The Defence Space Agency (DSA) is a tri-service agency of the Indian Armed Forces. Headquartered in Bengaluru, Karnataka, India. The agency is tasked with operating the space-warfare and Satellite Intelligence assets of India. The DSA draws personnel from all three branches of the Armed Forces.

The agency is expected to be converted into a full sized tri-service military command in the future.

History

Origins 
The Naresh Chandra Task Force was set up in July 2011 by National Security Advisor Shivshankar Menon to review the recommendations of the Kargil Review Committee, assess the implementation progress and further suggest new reforms related to national security. The task force was led by Naresh Chandra, retired Indian Administrative Service officer, and comprised 13other members, including Gopalaswami Parthasarathy, Air Chief Marshal Srinivasapuram Krishnaswamy (Retd), Admiral Arun Prakash (Retd), Lt Gen V. R. Raghavan (Retd), Anil Kakodkar, K C Verma and V K Duggal. The committee conducted the first holistic review of national security since the Kargil Review Committee and submitted its classified report to Prime Minister Manmohan Singh on 23May2012. Among its recommendations, the Task Force recommended the creation of a cyber command, an aerospace command and a special operations command. All three units were proposed to be tri-service commands. The DSA is a downsized implementation of this proposal.

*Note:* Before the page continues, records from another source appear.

// ── Platform abstraction layer ────────────────────────────────────────────────
//
// This module defines the contract the bootstrap core consumes from the OS:
// the window-system half (classes, windows, device contexts, pixel formats,
// message pump) and the graphics half (contexts, activation, symbol lookup).
// No `unsafe` lives here; all Win32 FFI is confined to the `win32`
// sub-module and never leaks outward.

use std::{ffi::c_void, ffi::CStr, fmt::Debug, num::NonZeroI32, ptr::NonNull, rc::Rc};

use crate::{boot::format::PixelFormatRequest, error::KindleError};

#[cfg(windows)]
pub mod win32;

#[cfg(test)]
pub(crate) mod mock;

// ── Geometry ──────────────────────────────────────────────────────────────────

/// Top-left corner used for every window Kindle creates.
pub(crate) const WINDOW_ORIGIN: (i32, i32) = (100, 100);

/// Outer rectangle handed to window creation.
#[derive(Debug, Clone, Copy, PartialEq, Eq)]
pub(crate) struct WindowPlacement {
    pub(crate) x: i32,
    pub(crate) y: i32,
    pub(crate) width: i32,
    pub(crate) height: i32,
}

/// Thickness of the non-client frame (title bar and borders) around the
/// client area, as reported by the backend's border-metrics query.
#[derive(Debug, Clone, Copy, Default, PartialEq, Eq)]
pub(crate) struct FrameInsets {
    pub(crate) left: i32,
    pub(crate) top: i32,
    pub(crate) right: i32,
    pub(crate) bottom: i32,
}

impl FrameInsets {
    pub(crate) fn horizontal(self) -> i32 {
        self.left + self.right
    }

    pub(crate) fn vertical(self) -> i32 {
        self.top + self.bottom
    }
}

// ── Pixel formats & symbols ───────────────────────────────────────────────────

/// A 1-based pixel format index.  Zero means "no format" on Win32 and is
/// unrepresentable here.
#[derive(Debug, Clone, Copy, PartialEq, Eq)]
pub(crate) struct FormatIndex(NonZeroI32);

impl FormatIndex {
    pub(crate) fn new(raw: i32) -> Option<Self> {
        NonZeroI32::new(raw).map(Self)
    }

    pub(crate) fn get(self) -> i32 {
        self.0.get()
    }
}

/// Address of a dynamically resolved function.
#[derive(Debug, Clone, Copy, PartialEq, Eq)]
pub(crate) struct ProcAddress(NonNull<c_void>);

impl ProcAddress {
    pub(crate) fn new(ptr: *const c_void) -> Option<Self> {
        NonNull::new(ptr.cast_mut()).map(Self)
    }

    pub(crate) fn as_ptr(self) -> *const c_void {
        self.0.as_ptr()
    }
}

// ── OS errors ─────────────────────────────────────────────────────────────────

/// A failed OS call: the function name plus its last-error code.
///
/// The bootstrap core maps these onto the phase-specific `KindleError`
/// variants; anything that escapes unmapped becomes `KindleError::Win32`.
#[derive(Debug, Clone, Copy, PartialEq, Eq)]
pub(crate) struct OsError {
    pub(crate) function: &'static str,
    pub(crate) code: u32,
}

impl From<OsError> for KindleError {
    fn from(e: OsError) -> Self {
        Self::Win32 {
            function: e.function,
            code: e.code,
        }
    }
}

pub(crate) type OsResult<T> = std::result::Result<T, OsError>;

// ── Window procedure ──────────────────────────────────────────────────────────

/// The message kinds the application distinguishes.
#[derive(Debug, Clone, Copy, PartialEq, Eq)]
pub(crate) enum WindowEvent {
    /// The user asked to close the window (`WM_CLOSE`).
    CloseRequested,
    /// Anything else, carrying the raw message id.
    Other(u32),
}

/// What the backend should do after the handler has seen an event.
#[derive(Debug, Clone, Copy, PartialEq, Eq)]
pub(crate) enum EventOutcome {
    /// Consumed; the backend returns immediately.
    Handled,
    /// Forward to the backend's default handling (`DefWindowProcW`).
    Default,
}

/// Application code that receives OS events for the windows of one class.
///
/// Registered with the backend together with the window class; the backend
/// invokes it synchronously from inside `Backend::pump_messages`.
pub(crate) trait WindowProcedure {
    fn handle(&self, event: WindowEvent) -> EventOutcome;
}

// ── Symbol lookup ─────────────────────────────────────────────────────────────

/// The two places a GL function address can come from.
pub(crate) trait ProcLoader {
    /// Ask the currently active context (`wglGetProcAddress`).  Returns
    /// `None` when no context is current or the driver does not export
    /// `name` through the extension mechanism.
    fn context_proc_address(&self, name: &CStr) -> Option<ProcAddress>;

    /// Look `name` up in the core GL library (`opengl32.dll`), loading the
    /// library on first use.
    fn library_proc_address(&self, name: &CStr) -> Option<ProcAddress>;
}

// ── Backend ───────────────────────────────────────────────────────────────────

/// Everything the bootstrap sequence needs from a windowing + GL backend.
///
/// Handles are plain `Copy` values; ownership and teardown order are the
/// caller's responsibility (see `boot::probe` and `boot::establish`).
pub(crate) trait Backend: ProcLoader {
    type Window: Copy + Eq + Debug;
    type Surface: Copy + Debug;
    type Context: Copy + Eq + Debug;
    /// Full description of a pixel format (`PIXELFORMATDESCRIPTOR`).
    type PixelDescriptor: Copy + Debug;

    /// Register `class` bound to `procedure`.  Registering a class that
    /// already exists is not an error.
    fn register_class(&mut self, class: &str, procedure: Rc<dyn WindowProcedure>) -> OsResult<()>;

    /// Create a (hidden) overlapped window of class `class`.
    fn create_window(
        &mut self,
        class: &str,
        title: &str,
        placement: WindowPlacement,
    ) -> OsResult<Self::Window>;

    fn destroy_window(&mut self, window: Self::Window) -> OsResult<()>;

    fn show_window(&mut self, window: Self::Window);

    /// Border metrics of the fixed overlapped-window style.
    fn frame_insets(&self) -> OsResult<FrameInsets>;

    /// Acquire the window's drawing surface.
    fn surface(&mut self, window: Self::Window) -> Option<Self::Surface>;

    fn release_surface(&mut self, window: Self::Window, surface: Self::Surface);

    /// Descriptor the baseline chooser is given for `request`: the
    /// draw-to-window, GL and double-buffer flags, RGBA, and the bit depths.
    fn baseline_descriptor(&self, request: &PixelFormatRequest) -> Self::PixelDescriptor;

    /// Baseline format selection (`ChoosePixelFormat`).
    fn choose_pixel_format(
        &mut self,
        surface: Self::Surface,
        descriptor: &Self::PixelDescriptor,
    ) -> Option<FormatIndex>;

    /// Extended format selection through the resolved
    /// `wglChoosePixelFormatARB`, asking for at most one match.
    fn choose_pixel_format_arb(
        &mut self,
        chooser: ProcAddress,
        surface: Self::Surface,
        attribs: &[i32],
    ) -> Option<FormatIndex>;

    /// Fully describe `format` as the driver implements it on `surface`.
    fn describe_pixel_format(
        &mut self,
        surface: Self::Surface,
        format: FormatIndex,
    ) -> OsResult<Self::PixelDescriptor>;

    /// Apply `format`, described by `descriptor`, to `surface`.  Valid at
    /// most once per window.
    fn set_pixel_format(
        &mut self,
        surface: Self::Surface,
        format: FormatIndex,
        descriptor: &Self::PixelDescriptor,
    ) -> OsResult<()>;

    /// Baseline context creation (`wglCreateContext`).
    fn create_context(&mut self, surface: Self::Surface) -> OsResult<Self::Context>;

    /// Versioned/profiled context creation through the resolved
    /// `wglCreateContextAttribsARB`.
    fn create_context_attribs_arb(
        &mut self,
        creator: ProcAddress,
        surface: Self::Surface,
        attribs: &[i32],
    ) -> Option<Self::Context>;

    fn make_current(&mut self, surface: Self::Surface, context: Self::Context) -> OsResult<()>;

    /// Deactivate whatever context is current on this thread.
    fn clear_current(&mut self) -> OsResult<()>;

    fn delete_context(&mut self, context: Self::Context) -> OsResult<()>;

    fn swap_buffers(&mut self, surface: Self::Surface) -> OsResult<()>;

    /// Set the swap interval of the current context through the resolved
    /// `wglSwapIntervalEXT`.
    fn set_swap_interval(&mut self, setter: ProcAddress, interval: i32) -> OsResult<()>;

    /// Drain every message currently queued for `window`, dispatching each
    /// to the registered procedure in queue order.  Never blocks.
    fn pump_messages(&mut self, window: Self::Window);
}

The creation of the Defence Space Agency (DSA), the Defence Cyber Agency (DCA), and the Armed Forces Special Operations Division (AFSOD) was approved by Prime Minister Narendra Modi during the Combined Commanders' Conference at Jodhpur Air Force Station on 28 September 2018. The Defence Imagery Processing and Analysis Centre in Delhi and the Defence Satellite Control Centre in Bhopal were subsumed by the DSA.

Anti-satellite programme of India 

Months before the operationalisation of the Defence Space Agency, India conducted an Anti-satellite weapon (ASAT) test in March 2019. The test was aimed at demonstrating India's anti-satellite capability.

The Indian ASAT programme can be traced back to its BMD program, which began in 1999 in response to threats posed by the Ballistic missiles of Pakistan and China. In 2006 and 2007, India tested its first exo atmospheric interceptor and has developed many interceptors since then. On 18 March 2008, DRDO Chief V. K. Saraswat had hinted that India possessed technology required for an ASAT missile, reiterating it in February 2010. India is known to have been developing an exo-atmospheric kill vehicle that can be integrated with the missile to engage satellites. In April 2012, Saraswat again said that India possessed the critical technologies for an ASAT weapon from radars and interceptors developed for Indian Ballistic Missile Defence Programme. India had begun work on its ASAT soon after the 2007 Chinese anti-satellite missile test.

As of April 2019, India was working on directed energy ASAT weapons, co-orbital ASAT weapons, lasers and electromagnetic pulse (EMP) based ASAT weapons. The ability to protect space assets from hostile electronic and physical attacks was also being developed by India.

Exercise IndSpaceEx 
India conducted its first simulated space warfare exercise on 25th and 26 July 2019, called IndSpaceEx. The exercise was conducted under the supervision of Integrated Defence Staff. The exercise was aimed at obtaining an assessment of threats and the creation of a joint space warfare doctrine.

Organisation 
The DSA will be in Bangalore. It will function under the Integrated Defence Staff. Personnel from all the three branches of the Indian Armed Forces will be stationed in the agency. The agency is expected to be fully operational by November 2019.

Role 
The DSA will operate systems to protect Indian interests in outer space and will deal with potential space wars. The agency will have the responsibility of developing a space warfare strategy. It works on Signals Intelligence (SIGINT), Electronic Intelligence (ELINT), Communication Intelligence (COMINT) and in areas like space-based tracking systems.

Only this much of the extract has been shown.